"If you wouldn't mind waiting while I go to the bathroom," I said, "we'll finish this conversation when I get back." But I never did go back. I just got in my car and left. Never saw her again. She owed me God knows how much in commissions, but I didn't give a fuck. I had never liked her, and I didn't respect her, so it was like, All right, luv, forget the fucking money. See ya. I was relieved to get shut of her. After all, I'd only done it for a bet, and I was exhausted. It was one less person to worry about.
Yet I couldn't stop that thought at the back of my mind: what if something else happened? I have to take care of my children, I have to work . . . But in the end Ozzy was right in what he'd always said: that I was spreading myself too thin. Even though I was now down to only two bands, what with him and three young children it was ridiculous. So I told both Bonham and the Quireboys that I was retiring from management. "God bless, good luck, just go." They both got other managers, but neither of them did much after that. And neither did Lita, the old cunt. I can't say it was because I wasn't there; it was just the way it panned out.
Half the problem, I realized, was my insistence that we live in England although Ozzy earned his living in North America and Japan. I had tried as long as I could to keep the kids grounded at the same schools and with nice friends but it was making us live apart, and as much as I wanted my children to be brought up in England, I wanted to keep us together as a family. I felt so guilty it was destroying me. If I didn't spend time with Ozzy then I wouldn't have a husband, because you can't keep a husband like that. So I would go to Ozzy, and then come home to the children, and then out to Ozzy and back again. It was just insane. As much as Ozzy was traveling, I was having to do three or four times more.
So we decided to move to Los Angeles, and we found a rental in Pacific Palisades, just down the coast from Malibu, because the children so loved the beach and it's a well-heeled suburb, very family-oriented, and they went to a Calvin Christian school with a strict uniform, and we were very happy there.
April 21, 2005, 11:00 a.m.
Doheny Road, Beverly Hills
Ozzy was very sweet when he found his roses this morning. He brought one up to me and laid it on the pillow, and I found it when I woke up. I still haven't told him about the party, and just hope Howard and Dave can disguise the preparations.
I pull up outside the Beverly Hills Hotel. The door of the Bentley is opened for me.
"Hi, Chris!"
"Hi, Sharon, howya doin'?"
I have known Chris for over thirty-five years. When I first stayed here in 1968 he was a parking valet. Now he owns the parking lot. In all that time, barely a month has ever gone by when I haven't been here. When we lived across the street, it was like our neighborhood diner. We'd come here for all our meals, including breakfast. They even did packed lunches for the kids to take to school.

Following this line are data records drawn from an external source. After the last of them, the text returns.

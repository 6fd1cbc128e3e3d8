//! SQLite file that holds the organizer's JSON blobs.
//!
//! The database has a single `kv_entries` table; every module stores its
//! collection as one JSON value under a fixed key (see [`crate::store::keys`]).
//!
//! # Invariants
//! - `PRAGMA user_version` records the last applied migration.
//! - A file written by a newer build is refused, never downgraded.
//! - No store key is read or written before migrations succeed.

use std::error::Error;
use std::fmt::{Display, Formatter};
use std::io;
use std::path::PathBuf;

pub mod migrations;
mod open;

pub use open::{open_db, open_db_in_memory};

pub type DbResult<T> = Result<T, DbError>;

#[derive(Debug)]
pub enum DbError {
    /// Folder for the database file could not be created.
    DataDir { path: PathBuf, source: io::Error },
    Sqlite(rusqlite::Error),
    /// The file was migrated by a newer build of the organizer.
    UnsupportedSchemaVersion {
        db_version: u32,
        latest_supported: u32,
    },
}

impl Display for DbError {
    fn fmt(&self, f: &mut Formatter<'_>) -> std::fmt::Result {
        match self {
            Self::DataDir { path, source } => {
                write!(f, "cannot create data folder `{}`: {source}", path.display())
            }
            Self::Sqlite(err) => write!(f, "store database error: {err}"),
            Self::UnsupportedSchemaVersion {
                db_version,
                latest_supported,
            } => write!(
                f,
                "store schema version {db_version} is newer than supported {latest_supported}; update the app"
            ),
        }
    }
}

impl Error for DbError {
    fn source(&self) -> Option<&(dyn Error + 'static)> {
        match self {
            Self::DataDir { source, .. } => Some(source),
            Self::Sqlite(err) => Some(err),
            Self::UnsupportedSchemaVersion { .. } => None,
        }
    }
}

impl From<rusqlite::Error> for DbError {
    fn from(value: rusqlite::Error) -> Self {
        Self::Sqlite(value)
    }
}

It's also my local beauty salon and I've been coming here for years. Kay, who runs it, is Korean and a true character. She will hug you half to death. Sometimes she'll come to Doheny, washing my hair at the kitchen sink because we've got this amazing spray attachment there; then while Kay does her magic with the hair dryer, Fariba, a lovely lady from Iran, will do my nails or wax my legs. But I prefer coming here. There's always some drama going on in the salon, and everybody knows me and Ozzy, and Kay will tell me all the gossip, who's been in, who's had a terrible face-lift.
16
Pacific Palisades
In many ways, although we had changed continents, life continued much as before. I was that mum who got the kids up and took them to school, I was that mum who made sure they had their lunches and picked them up from school and sat with them and tried to make them do their homework, and gave them parties and made sure that Christmas was always great and that they had a stable lifestyle.
I tried to shield them from the worst of Ozzy's drunken or stoned excesses, and Kelly and Jack were really too young to understand. But Aimee did. All I was able to do to balance it was to give them as normal an upbringing as I could while Ozzy would disappear from time to time, on the road, or into rehab.

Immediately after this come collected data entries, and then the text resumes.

//! Domain records persisted in the key-value store.
//!
//! # Invariants
//! - Every record is serialized with the field names used by stored data.
//! - Record ids are stable and never reused.

pub mod account;
pub mod budget;
pub mod category;
pub mod game;
pub mod goals;
pub mod money;
pub mod period;
pub mod settings;
pub mod template;
pub mod toy_car;
pub mod transaction;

One time I was visiting Ozzy in the latest rehab and Aimee was with me. I was just looking for my car keys when this man came up.
"Mrs. Osbourne?"
I smiled.
"I think you should know that your husband has Parkinson's disease."
"Excuse me? You're a doctor and you're telling me this in a parking lot in the facility, with my daughter standing here? And, for the record, he does not have Parkinson's."

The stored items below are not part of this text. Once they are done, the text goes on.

//! Epoch-millisecond timestamps stored as plain digit strings.

use crate::store::{KeyValueStore, StoreResult};
use chrono::{DateTime, Utc};

/// Reads a timestamp; unparsable values read as absent.
pub fn read_timestamp<S: KeyValueStore + ?Sized>(
    store: &S,
    key: &str,
) -> StoreResult<Option<DateTime<Utc>>> {
    Ok(store
        .get_raw(key)?
        .and_then(|raw| raw.trim().trim_matches('"').parse::<i64>().ok())
        .and_then(DateTime::<Utc>::from_timestamp_millis))
}

pub fn write_timestamp<S: KeyValueStore + ?Sized>(
    store: &S,
    key: &str,
    at: DateTime<Utc>,
) -> StoreResult<()> {
    store.set_raw(key, &at.timestamp_millis().to_string())
}

/// Whether more than `interval` has passed since the stored timestamp.
///
/// A missing timestamp is always due.
pub fn is_due<S: KeyValueStore + ?Sized>(
    store: &S,
    key: &str,
    interval: chrono::Duration,
    now: DateTime<Utc>,
) -> StoreResult<bool> {
    Ok(match read_timestamp(store, key)? {
        Some(last) => now - last > interval,
        None => true,
    })
}

#[cfg(test)]
mod tests {
    use super::{is_due, read_timestamp, write_timestamp};
    use crate::db::open_db_in_memory;
    use crate::store::{KeyValueStore, SqliteKvStore};
    use chrono::{Duration, TimeZone, Utc};

    #[test]
    fn timestamps_round_trip_and_gate_intervals() {
        let conn = open_db_in_memory().unwrap();
        let store = SqliteKvStore::new(&conn);
        let at = Utc.with_ymd_and_hms(2024, 5, 1, 8, 0, 0).unwrap();

        assert!(is_due(&store, "last", Duration::minutes(30), at).unwrap());
        write_timestamp(&store, "last", at).unwrap();
        assert_eq!(read_timestamp(&store, "last").unwrap(), Some(at));
        assert!(!is_due(&store, "last", Duration::minutes(30), at + Duration::minutes(30)).unwrap());
        assert!(is_due(&store, "last", Duration::minutes(30), at + Duration::minutes(31)).unwrap());

        store.set_raw("last", "garbage").unwrap();
        assert_eq!(read_timestamp(&store, "last").unwrap(), None);
    }
}
//! Toy-car collection model.

use chrono::{DateTime, Utc};
use serde::{Deserialize, Serialize};
use std::error::Error;
use std::fmt::{Display, Formatter};
use uuid::Uuid;

pub type ToyCarId = Uuid;

/// One die-cast car in the collection.
#[derive(Debug, Clone, PartialEq, Serialize, Deserialize)]
#[serde(rename_all = "camelCase")]
pub struct ToyCar {
    pub id: ToyCarId,
    pub name: String,
    /// Collector number printed on the card, e.g. `123/250`.
    pub number: String,
    pub year: u16,
    #[serde(default, skip_serializing_if = "Option::is_none")]
    pub series: Option<String>,
    pub date_added: DateTime<Utc>,
}

impl ToyCar {
    /// Case-insensitive collector-number comparison.
    pub fn has_number(&self, number: &str) -> bool {
        self.number.trim().to_lowercase() == number.trim().to_lowercase()
    }

    pub fn validate(&self) -> Result<(), ToyCarValidationError> {
        validate_fields(&self.name, &self.number, self.year)
    }
}

#[derive(Debug, Clone, PartialEq, Eq)]
pub enum ToyCarValidationError {
    MissingName,
    MissingNumber,
    MissingYear,
}

impl Display for ToyCarValidationError {
    fn fmt(&self, f: &mut Formatter<'_>) -> std::fmt::Result {
        match self {
            Self::MissingName => write!(f, "car name is required"),
            Self::MissingNumber => write!(f, "collector number is required"),
            Self::MissingYear => write!(f, "release year is required"),
        }
    }
}

impl Error for ToyCarValidationError {}

pub(crate) fn validate_fields(
    name: &str,
    number: &str,
    year: u16,
) -> Result<(), ToyCarValidationError> {
    if name.trim().is_empty() {
        return Err(ToyCarValidationError::MissingName);
    }
    if number.trim().is_empty() {
        return Err(ToyCarValidationError::MissingNumber);
    }
    if year == 0 {
        return Err(ToyCarValidationError::MissingYear);
    }
    Ok(())
}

"I'm telling you. I'm a fully trained doctor."
"And I'm telling you, you're a twat and fuck off."
I was furious. Here I was on the fucking gravel in a crappy parking lot, and he's saying, "Oh, I think you should know that your husband has Parkinson's." How fucking dare he.
I'd had this at two other detoxes. When you're an alcoholic you sweat and you shake until you get your next drink. So he would go into rehab. And that's how they would see him. So that's what they thought it was.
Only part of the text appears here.